Along with a new logo for its 15th birthday, the Google Maps app has stepped up its navigation features, according to reports. Instead of the Explore, Commute and For You tabs, three new ones have been added: Saved, Contribute and Updates. Saved makes favorite locations more accessible, and Contribute makes it quicker to share places and reviews. Updates is a feed of stories, trending nearby spots. It also sends messages to businesses.

Google is also beefing up its AR-powered Live View walking directions to show exact locations. Additionally, Google says Live View will be receiving updates over the coming months, “starting with better assistance whenever you’re searching for a place.”

The global location intelligence market size was valued at $10.6 billion in 2019 and is expected to expand at a CAGR of 15.2 percent. Factors such as the growth in portable navigation devices, web-mapping services and smartphone applications are contributing to the market growth. Furthermore, increasing investments in the Internet of Things (IoT), growing penetration of smart devices and network infrastructure are the other factors expected to bolster the market. According to GSMA, the total number of IoT connections accounted for 9.1 billion in 2018 and is expected to reach over 25.2 billion by 2027.

Aside from its consumer usage, Google and a slew of other companies track and sell location data. In some cases that data is based on mobile locations; in some its based on transaction patterns. It can detect patterns and opportunities for retailers on a very basic level (where are my customers coming from?). On a more sophisticated level it can include predictive analytics, real-time tracking of patterns and trends, and streamlining services and operations of companies. Rising demand for location intelligence data is one of the reasons Google has focused on its Map app.

A stronger map presence is also integrated into Google's press into commerce. It claims hundreds of millions of people shop across Google properties including Search, YouTube, Shopping, Google Assistant and Maps. Google Ads is the most obvious play for retailers, a function which gives merchants advanced analytics to optimize their spend across channels.

Maps, Shopping and Google Ads have been part of Google Cloud Search for Retail, which has been the province of larger retailers. Google is bringing it to the broader retail market this year. Powered by Google Search infrastructure and leveraging artificial intelligence (AI) technologies, Google Cloud Search for Retail will give retailers deeper level reports on product search results for their websites and mobile applications.

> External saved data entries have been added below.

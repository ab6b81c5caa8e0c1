//! Mutable graph model: nodes keyed by id, directed edges keyed by endpoint
//! pair, plus graph-level layout configuration.
//!
//! Backed by a `petgraph` stable graph so node indices survive removals.
//! Upserts replace the stored label; they never create duplicates.

use std::collections::HashMap;

use petgraph::stable_graph::{NodeIndex, StableDiGraph};
use serde_json::{Map, Value};

use super::error::{GraphError, Result};
use super::types::{Arrowhead, EdgeSpec, NodeSpec, Shape};

/// Default padding between a node's label and its outline.
pub const DEFAULT_PADDING: f64 = 10.0;
/// Largest accepted `minlen`; each extra rank costs one bend point per edge.
pub const MAX_MINLEN: u32 = 64;

/// Layout and display attributes stored for a node.
#[derive(Clone, Debug, PartialEq)]
pub struct NodeLabel {
	/// Displayed text, one line per `\n`.
	pub label: String,
	/// Outline shape.
	pub shape: Shape,
	/// Explicit width, otherwise derived from the label.
	pub width: Option<f64>,
	/// Explicit height, otherwise derived from the label.
	pub height: Option<f64>,
	/// Space between label and outline.
	pub padding: f64,
	/// Horizontal corner radius.
	pub rx: f64,
	/// Vertical corner radius.
	pub ry: f64,
	/// Inline CSS for the outline.
	pub style: Option<String>,
	/// Inline CSS for the label.
	pub label_style: Option<String>,
	/// Extra CSS class.
	pub class: Option<String>,
	/// Unrecognized attributes, kept verbatim.
	pub metadata: Map<String, Value>,
}

impl NodeLabel {
	/// Split a node record into its key and stored label.
	pub fn from_spec(spec: NodeSpec) -> (String, Self) {
		let label = spec.label.unwrap_or_else(|| spec.id.clone());
		(
			spec.id,
			Self {
				label,
				shape: spec.shape,
				width: spec.width,
				height: spec.height,
				padding: spec.padding.unwrap_or(DEFAULT_PADDING),
				rx: spec.rx.unwrap_or(0.0),
				ry: spec.ry.unwrap_or(0.0),
				style: spec.style,
				label_style: spec.label_style,
				class: spec.class,
				metadata: spec.extra,
			},
		)
	}

	/// Label used for nodes created without attributes.
	pub fn named(id: &str) -> Self {
		Self::from_spec(NodeSpec::new(id)).1
	}
}

/// Display attributes stored for an edge.
#[derive(Clone, Debug, PartialEq)]
pub struct EdgeLabel {
	/// Text drawn at the path midpoint.
	pub label: Option<String>,
	/// Marker at the target end.
	pub arrowhead: Arrowhead,
	/// Inline CSS for the path.
	pub style: Option<String>,
	/// Inline CSS for the arrowhead.
	pub arrowhead_style: Option<String>,
	/// Inline CSS for the label.
	pub label_style: Option<String>,
	/// Extra CSS class.
	pub class: Option<String>,
	/// Minimum rank distance, at least 1.
	pub minlen: u32,
	/// Pull of the edge during ordering, 1 by default.
	pub weight: f64,
	/// Unrecognized attributes, kept verbatim.
	pub metadata: Map<String, Value>,
}

impl Default for EdgeLabel {
	fn default() -> Self {
		Self::from_spec(EdgeSpec::default()).1
	}
}

impl EdgeLabel {
	/// Split an edge record into its endpoint pair and stored label.
	pub fn from_spec(spec: EdgeSpec) -> ((String, String), Self) {
		(
			(spec.from, spec.to),
			Self {
				label: spec.label.filter(|l| !l.is_empty()),
				arrowhead: spec.arrowhead,
				style: spec.style,
				arrowhead_style: spec.arrowhead_style,
				label_style: spec.label_style,
				class: spec.class,
				minlen: spec.minlen.unwrap_or(1).max(1),
				weight: spec.weight.unwrap_or(1.0),
				metadata: spec.extra,
			},
		)
	}
}

/// Direction in which ranks are stacked.
#[derive(Clone, Copy, Debug, Default, PartialEq, Eq)]
pub enum RankDir {
	/// Top to bottom.
	#[default]
	TB,
	/// Bottom to top.
	BT,
	/// Left to right.
	LR,
	/// Right to left.
	RL,
}

impl RankDir {
	/// Ranks advance along the horizontal axis.
	pub fn is_horizontal(self) -> bool {
		matches!(self, RankDir::LR | RankDir::RL)
	}
}

/// Animated position change applied when the scene is redrawn.
///
/// Purely cosmetic: layout never reads it.
#[derive(Clone, Copy, Debug)]
pub struct Transition {
	/// Length of the animation.
	pub duration_ms: f64,
	/// Maps linear progress in `[0, 1]` to eased progress.
	pub ease: fn(f64) -> f64,
}

impl Transition {
	/// Transition over `duration_ms` with cubic in-out easing.
	pub fn new(duration_ms: f64) -> Self {
		Self {
			duration_ms,
			ease: ease_cubic_in_out,
		}
	}

	/// Eased progress after `elapsed_ms`, clamped to `[0, 1]`.
	pub fn progress(&self, elapsed_ms: f64) -> f64 {
		if self.duration_ms <= 0.0 {
			return 1.0;
		}
		(self.ease)((elapsed_ms / self.duration_ms).clamp(0.0, 1.0))
	}
}

/// Symmetric cubic easing.
pub fn ease_cubic_in_out(t: f64) -> f64 {
	let t = t.clamp(0.0, 1.0) * 2.0;
	if t <= 1.0 {
		t * t * t / 2.0
	} else {
		let t = t - 2.0;
		(t * t * t + 2.0) / 2.0
	}
}

/// Graph-level layout configuration.
#[derive(Clone, Debug)]
pub struct GraphConfig {
	/// Left and right margin. `None` until set.
	pub marginx: Option<f64>,
	/// Top and bottom margin. `None` until set.
	pub marginy: Option<f64>,
	/// Direction the ranks advance in.
	pub rankdir: RankDir,
	/// Horizontal gap between adjacent nodes in a rank.
	pub nodesep: f64,
	/// Gap between adjacent edge bends in a rank.
	pub edgesep: f64,
	/// Gap between ranks.
	pub ranksep: f64,
	/// Animation applied to layout changes.
	pub transition: Option<Transition>,
}

impl Default for GraphConfig {
	fn default() -> Self {
		Self {
			marginx: None,
			marginy: None,
			rankdir: RankDir::TB,
			nodesep: 50.0,
			edgesep: 20.0,
			ranksep: 50.0,
			transition: None,
		}
	}
}

#[derive(Clone, Debug)]
struct ModelNode {
	id: String,
	label: NodeLabel,
}

/// Mutable directed graph with string node keys.
#[derive(Clone, Debug, Default)]
pub struct GraphModel {
	graph: StableDiGraph<ModelNode, EdgeLabel>,
	index: HashMap<String, NodeIndex>,
	config: GraphConfig,
}

impl GraphModel {
	/// Empty model with the default configuration.
	pub fn new() -> Self {
		Self::default()
	}

	/// Replace the graph-level configuration.
	pub fn set_graph(&mut self, config: GraphConfig) -> &mut Self {
		self.config = config;
		self
	}

	/// Graph-level configuration.
	pub fn graph(&self) -> &GraphConfig {
		&self.config
	}

	/// Mutable graph-level configuration.
	pub fn graph_mut(&mut self) -> &mut GraphConfig {
		&mut self.config
	}

	/// Insert a node, or replace the label of the node with the same id.
	pub fn set_node(&mut self, id: impl Into<String>, label: NodeLabel) -> &mut Self {
		let id = id.into();
		match self.index.get(&id) {
			Some(&idx) => {
				if let Some(node) = self.graph.node_weight_mut(idx) {
					node.label = label;
				}
			}
			None => {
				let idx = self.graph.add_node(ModelNode {
					id: id.clone(),
					label,
				});
				self.index.insert(id, idx);
			}
		}
		self
	}

	/// Insert a directed edge, or replace the label of the edge with the same
	/// endpoint pair. Both endpoints must already exist.
	pub fn set_edge(&mut self, from: &str, to: &str, label: EdgeLabel) -> Result<&mut Self> {
		let src = self.require(from, from, to)?;
		let dst = self.require(to, from, to)?;
		match self.graph.find_edge(src, dst) {
			Some(edge) => {
				if let Some(weight) = self.graph.edge_weight_mut(edge) {
					*weight = label;
				}
			}
			None => {
				self.graph.add_edge(src, dst, label);
			}
		}
		Ok(self)
	}

	fn require(&self, id: &str, from: &str, to: &str) -> Result<NodeIndex> {
		self.index
			.get(id)
			.copied()
			.ok_or_else(|| GraphError::DanglingEdge {
				from: from.to_string(),
				to: to.to_string(),
				missing: id.to_string(),
			})
	}

	/// Remove a node and every edge touching it.
	pub fn remove_node(&mut self, id: &str) -> bool {
		match self.index.remove(id) {
			Some(idx) => self.graph.remove_node(idx).is_some(),
			None => false,
		}
	}

	/// Drop every node and edge. Graph configuration is kept.
	pub fn clear(&mut self) {
		self.graph.clear();
		self.index.clear();
	}

	/// Whether a node with `id` exists.
	pub fn has_node(&self, id: &str) -> bool {
		self.index.contains_key(id)
	}

	/// Label of node `id`.
	pub fn node(&self, id: &str) -> Option<&NodeLabel> {
		let idx = self.index.get(id)?;
		self.graph.node_weight(*idx).map(|n| &n.label)
	}

	/// Label of the edge `from -> to`.
	pub fn edge(&self, from: &str, to: &str) -> Option<&EdgeLabel> {
		let (src, dst) = (self.index.get(from)?, self.index.get(to)?);
		let edge = self.graph.find_edge(*src, *dst)?;
		self.graph.edge_weight(edge)
	}

	/// Number of nodes.
	pub fn node_count(&self) -> usize {
		self.graph.node_count()
	}

	/// Number of edges.
	pub fn edge_count(&self) -> usize {
		self.graph.edge_count()
	}

	/// Nodes in index order.
	pub fn nodes(&self) -> impl Iterator<Item = (&str, &NodeLabel)> {
		self.graph
			.node_indices()
			.filter_map(|idx| self.graph.node_weight(idx))
			.map(|n| (n.id.as_str(), &n.label))
	}

	/// Edges as `(from, to, label)`.
	pub fn edges(&self) -> impl Iterator<Item = (&str, &str, &EdgeLabel)> {
		self.graph.edge_indices().filter_map(|edge| {
			let (src, dst) = self.graph.edge_endpoints(edge)?;
			let label = self.graph.edge_weight(edge)?;
			Some((
				self.graph.node_weight(src)?.id.as_str(),
				self.graph.node_weight(dst)?.id.as_str(),
				label,
			))
		})
	}
}

#[cfg(test)]
mod tests {
	use super::*;

	fn model_with(ids: &[&str]) -> GraphModel {
		let mut model = GraphModel::new();
		for id in ids {
			model.set_node(*id, NodeLabel::named(id));
		}
		model
	}

	#[test]
	fn test_node_upsert_replaces_label() {
		let mut model = model_with(&["a"]);
		let (id, label) = NodeLabel::from_spec(NodeSpec::new("a").with_label("Alpha"));
		model.set_node(id, label);

		assert_eq!(model.node_count(), 1);
		assert_eq!(model.node("a").unwrap().label, "Alpha");
	}

	#[test]
	fn test_label_defaults_to_id() {
		let model = model_with(&["lonely"]);
		let node = model.node("lonely").unwrap();
		assert_eq!(node.label, "lonely");
		assert_eq!(node.padding, DEFAULT_PADDING);
		assert_eq!(node.shape, Shape::Rect);
	}

	#[test]
	fn test_parallel_edges_collapse() {
		let mut model = model_with(&["a", "b"]);
		model.set_edge("a", "b", EdgeLabel::default()).unwrap();
		let (_, label) = EdgeLabel::from_spec(EdgeSpec::new("a", "b").with_label("second"));
		model.set_edge("a", "b", label).unwrap();

		assert_eq!(model.edge_count(), 1);
		assert_eq!(model.edge("a", "b").unwrap().label.as_deref(), Some("second"));
		assert!(model.edge("b", "a").is_none());
	}

	#[test]
	fn test_dangling_edge_rejected() {
		let mut model = model_with(&["a"]);
		let err = model.set_edge("a", "ghost", EdgeLabel::default()).unwrap_err();
		match err {
			GraphError::DanglingEdge { missing, .. } => assert_eq!(missing, "ghost"),
			other => panic!("unexpected error: {other}"),
		}
		assert_eq!(model.edge_count(), 0);
	}

	#[test]
	fn test_remove_node_drops_incident_edges() {
		let mut model = model_with(&["a", "b", "c"]);
		model.set_edge("a", "b", EdgeLabel::default()).unwrap();
		model.set_edge("b", "c", EdgeLabel::default()).unwrap();

		assert!(model.remove_node("b"));
		assert!(!model.remove_node("b"));
		assert_eq!(model.node_count(), 2);
		assert_eq!(model.edge_count(), 0);
		assert!(!model.has_node("b"));
	}

	#[test]
	fn test_clear_keeps_config() {
		let mut model = model_with(&["a", "b"]);
		model.graph_mut().marginx = Some(7.0);
		model.set_edge("a", "b", EdgeLabel::default()).unwrap();
		model.clear();

		assert_eq!(model.node_count(), 0);
		assert_eq!(model.edge_count(), 0);
		assert_eq!(model.graph().marginx, Some(7.0));
	}

	#[test]
	fn test_edges_report_endpoint_ids() {
		let mut model = model_with(&["x", "y"]);
		model.set_edge("y", "x", EdgeLabel::default()).unwrap();
		let edges: Vec<_> = model.edges().map(|(f, t, _)| (f, t)).collect();
		assert_eq!(edges, vec![("y", "x")]);
	}

	#[test]
	fn test_minlen_is_at_least_one() {
		let mut spec = EdgeSpec::new("a", "b");
		spec.minlen = Some(0);
		let (_, label) = EdgeLabel::from_spec(spec);
		assert_eq!(label.minlen, 1);
	}

	#[test]
	fn test_transition_progress() {
		let transition = Transition::new(500.0);
		assert_eq!(transition.progress(0.0), 0.0);
		assert_eq!(transition.progress(250.0), 0.5);
		assert_eq!(transition.progress(500.0), 1.0);
		assert_eq!(transition.progress(900.0), 1.0);
		assert_eq!(Transition::new(0.0).progress(0.0), 1.0);
	}
}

“Retailers today are increasingly centralizing their user data in Google’s BigQuery data analytics platform, and then building personalization and recommendation models on top of this data. Today, Google is announcing Google Cloud 1:1 Engagement for Retail, a blueprint and best-practice guide on how to build these types of data-driven solutions effectively and with the less up-front cost. Delivered by Google Cloud and our ecosystem of partners, 1:1 Engagement for Retail helps retailers create hyper-personalization at scale,” Google said on its official blog.

Companies offering location data platform like Google, HERE, CARTO, Mapbox, GroundTruth, Foursquare, TomTom, Factual, Quadrant and many others are competing with Google. The goal for retailers using these services is to move beyond analytics reports and into real-time business-critical applications, gives businesses a competitive edge they didn’t have before.

“It has become clear across every industry that the highest-growth companies out there put location first, and we are now entering an era where Location Intelligence is not only limited to early adopters in Silicon Valley (e.g. Google, Uber, Amazon), but is opening up to a much wider range of players (e.g. telecommunications, energy and utilities, and financial services),” said Javier de la Torre, founder and chief Strategy officer at CARTO.